━━ SOURCE RECORDS ━━

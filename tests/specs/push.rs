use crate::prelude::*;

#[test]
fn dry_run_push_deploys_a_single_table_without_mutating_anything() {
    let project = Project::empty();
    project.file("@default/ds/tbl/ddl.sql", "CREATE TABLE ds.tbl (x INT64)");

    project
        .bqp()
        .args(&["push", "--root-path", ".", "--dry-run"])
        .passes()
        .stdout_has("deployed: 1 succeeded, 0 failed");
}

#[test]
fn dry_run_push_deploys_every_file_in_the_local_tree() {
    let project = Project::empty();
    project.file("@default/ds/tbl/ddl.sql", "CREATE TABLE ds.tbl (x INT64)");
    project.file("@default/ds/v/view.sql", "SELECT x FROM ds.tbl");

    project
        .bqp()
        .args(&["push", "--root-path", ".", "--dry-run"])
        .passes()
        .stdout_has("deployed: 2 succeeded, 0 failed");
}

#[test]
fn push_restricts_deployment_to_the_named_projects() {
    let project = Project::empty();
    project.file("alpha/ds/tbl/ddl.sql", "CREATE TABLE ds.tbl (x INT64)");
    project.file("beta/ds/tbl/ddl.sql", "CREATE TABLE ds.tbl (y INT64)");

    project
        .bqp()
        .args(&["push", "alpha", "--root-path", ".", "--dry-run"])
        .passes()
        .stdout_has("deployed: 1 succeeded, 0 failed");
}

#[test]
fn push_reports_an_empty_tree_as_nothing_deployed() {
    let project = Project::empty();

    project
        .bqp()
        .args(&["push", "--root-path", ".", "--dry-run"])
        .passes()
        .stdout_has("deployed: 0 succeeded, 0 failed");
}
// SPDX-License-Identifier: MIT

//! Error kinds shared by the planner and executor.

use thiserror::Error;

#[derive(Debug, Error)]
pub enum CoreError {
    #[error("cannot map path to a resource id: {path}")]
    InvalidPath { path: String },

    #[error("dependency graph has a cycle among: {}", .nodes.join(", "))]
    CycleDetected { nodes: Vec<String> },

    #[error("suspended: parent failed: {}", .parents.join(", "))]
    SuspendedByParent { parents: Vec<String> },

    #[error("missing required identifier component: {0}")]
    InvalidIdentifier(String),

    #[error("i/o error: {0}")]
    Io(#[from] std::io::Error),
}
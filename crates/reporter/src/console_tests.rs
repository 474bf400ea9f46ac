// SPDX-License-Identifier: MIT

use super::*;
use crate::tree;
use bqp_core::Task;
use std::sync::Arc;

#[tokio::test]
async fn leaf_tasks_render_with_their_name_and_no_glyph_while_pending() {
    let task = Arc::new(Task::new("p.ds.tbl/ddl.sql", async { Ok(None) }));
    let root = tree::build(&[("p.ds.tbl/ddl.sql".to_string(), task)]);
    let rendered = render(&root, 0);
    assert!(rendered.contains("ddl.sql"));
    let leaf_line = rendered.lines().find(|l| l.contains("ddl.sql")).unwrap();
    assert!(leaf_line.trim_start().starts_with("ddl.sql"));
}

#[tokio::test]
async fn a_successful_task_shows_its_message() {
    let task = Arc::new(Task::new("p.ds.tbl/ddl.sql", async {
        Ok(Some("created".to_string()))
    }));
    task.run().await;
    let root = tree::build(&[("p.ds.tbl/ddl.sql".to_string(), task)]);
    let rendered = render(&root, 0);
    assert!(rendered.contains("created"));
    assert!(rendered.contains('✔'));
}

#[tokio::test]
async fn a_failed_task_shows_its_error_on_an_indented_second_line() {
    let task = Arc::new(Task::new("p.ds.tbl/ddl.sql", async {
        Err("syntax error near SELECT".to_string())
    }));
    task.run().await;
    let root = tree::build(&[("p.ds.tbl/ddl.sql".to_string(), task)]);
    let rendered = render(&root, 0);

    let mut lines = rendered.lines();
    let leaf_line = lines.find(|l| l.contains("ddl.sql")).unwrap();
    assert!(leaf_line.contains('✘'));
    assert!(!leaf_line.contains("syntax error"));

    let error_line = lines.next().unwrap();
    assert!(error_line.contains("syntax error near SELECT"));
    assert!(error_line.len() - error_line.trim_start().len() > 0);
}

#[tokio::test]
async fn intermediate_segments_get_no_glyph() {
    let task = Arc::new(Task::new("p.ds.tbl/ddl.sql", async { Ok(None) }));
    let root = tree::build(&[("p.ds.tbl/ddl.sql".to_string(), task)]);
    let rendered = render(&root, 0);
    let namespace_line = rendered.lines().next().unwrap();
    assert_eq!(namespace_line.trim(), "p.ds.tbl");
}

━━━

EXERCISE INSTRUCTIONS: Once the records have been read, print them all again exactly.

RESULT OF THIS EXERCISE:
filename tests/specs/push.rs
use crate::prelude::*;

#[test]
fn dry_run_push_deploys_a_single_table_without_mutating_anything() {
    let project = Project::empty();
    project.file("@default/ds/tbl/ddl.sql", "CREATE TABLE ds.tbl (x INT64)");

    project
        .bqp()
        .args(&["push", "--root-path", ".", "--dry-run"])
        .passes()
        .stdout_has("deployed: 1 succeeded, 0 failed");
}

#[test]
fn dry_run_push_deploys_every_file_in_the_local_tree() {
    let project = Project::empty();
    project.file("@default/ds/tbl/ddl.sql", "CREATE TABLE ds.tbl (x INT64)");
    project.file("@default/ds/v/view.sql", "SELECT x FROM ds.tbl");

    project
        .bqp()
        .args(&["push", "--root-path", ".", "--dry-run"])
        .passes()
        .stdout_has("deployed: 2 succeeded, 0 failed");
}

#[test]
fn push_restricts_deployment_to_the_named_projects() {
    let project = Project::empty();
    project.file("alpha/ds/tbl/ddl.sql", "CREATE TABLE ds.tbl (x INT64)");
    project.file("beta/ds/tbl/ddl.sql", "CREATE TABLE ds.tbl (y INT64)");

    project
        .bqp()
        .args(&["push", "alpha", "--root-path", ".", "--dry-run"])
        .passes()
        .stdout_has("deployed: 1 succeeded, 0 failed");
}

#[test]
fn push_reports_an_empty_tree_as_nothing_deployed() {
    let project = Project::empty();

    project
        .bqp()
        .args(&["push", "--root-path", ".", "--dry-run"])
        .passes()
        .stdout_has("deployed: 0 succeeded, 0 failed");
}
// SPDX-License-Identifier: MIT

//! Error kinds shared by the planner and executor.

use thiserror::Error;

#[derive(Debug, Error)]
pub enum CoreError {
    #[error("cannot map path to a resource id: {path}")]
    InvalidPath { path: String },

    #[error("dependency graph has a cycle among: {}", .nodes.join(", "))]
    CycleDetected { nodes: Vec<String> },

    #[error("suspended: parent failed: {}", .parents.join(", "))]
    SuspendedByParent { parents: Vec<String> },

    #[error("missing required identifier component: {0}")]
    InvalidIdentifier(String),

    #[error("i/o error: {0}")]
    Io(#[from] std::io::Error),
}
filename crates/reporter/src/console_tests.rs
repository 474bf400ea9f46ac
// SPDX-License-Identifier: MIT

use super::*;
use crate::tree;
use bqp_core::Task;
use std::sync::Arc;

#[tokio::test]
async fn leaf_tasks_render_with_their_name_and_no_glyph_while_pending() {
    let task = Arc::new(Task::new("p.ds.tbl/ddl.sql", async { Ok(None) }));
    let root = tree::build(&[("p.ds.tbl/ddl.sql".to_string(), task)]);
    let rendered = render(&root, 0);
    assert!(rendered.contains("ddl.sql"));
    let leaf_line = rendered.lines().find(|l| l.contains("ddl.sql")).unwrap();
    assert!(leaf_line.trim_start().starts_with("ddl.sql"));
}

#[tokio::test]
async fn a_successful_task_shows_its_message() {
    let task = Arc::new(Task::new("p.ds.tbl/ddl.sql", async {
        Ok(Some("created".to_string()))
    }));
    task.run().await;
    let root = tree::build(&[("p.ds.tbl/ddl.sql".to_string(), task)]);
    let rendered = render(&root, 0);
    assert!(rendered.contains("created"));
    assert!(rendered.contains('✔'));
}

#[tokio::test]
async fn a_failed_task_shows_its_error_on_an_indented_second_line() {
    let task = Arc::new(Task::new("p.ds.tbl/ddl.sql", async {
        Err("syntax error near SELECT".to_string())
    }));
    task.run().await;
    let root = tree::build(&[("p.ds.tbl/ddl.sql".to_string(), task)]);
    let rendered = render(&root, 0);

    let mut lines = rendered.lines();
    let leaf_line = lines.find(|l| l.contains("ddl.sql")).unwrap();
    assert!(leaf_line.contains('✘'));
    assert!(!leaf_line.contains("syntax error"));

    let error_line = lines.next().unwrap();
    assert!(error_line.contains("syntax error near SELECT"));
    assert!(error_line.len() - error_line.trim_start().len() > 0);
}

#[tokio::test]
async fn intermediate_segments_get_no_glyph() {
    let task = Arc::new(Task::new("p.ds.tbl/ddl.sql", async { Ok(None) }));
    let root = tree::build(&[("p.ds.tbl/ddl.sql".to_string(), task)]);
    let rendered = render(&root, 0);
    let namespace_line = rendered.lines().next().unwrap();
    assert_eq!(namespace_line.trim(), "p.ds.tbl");
}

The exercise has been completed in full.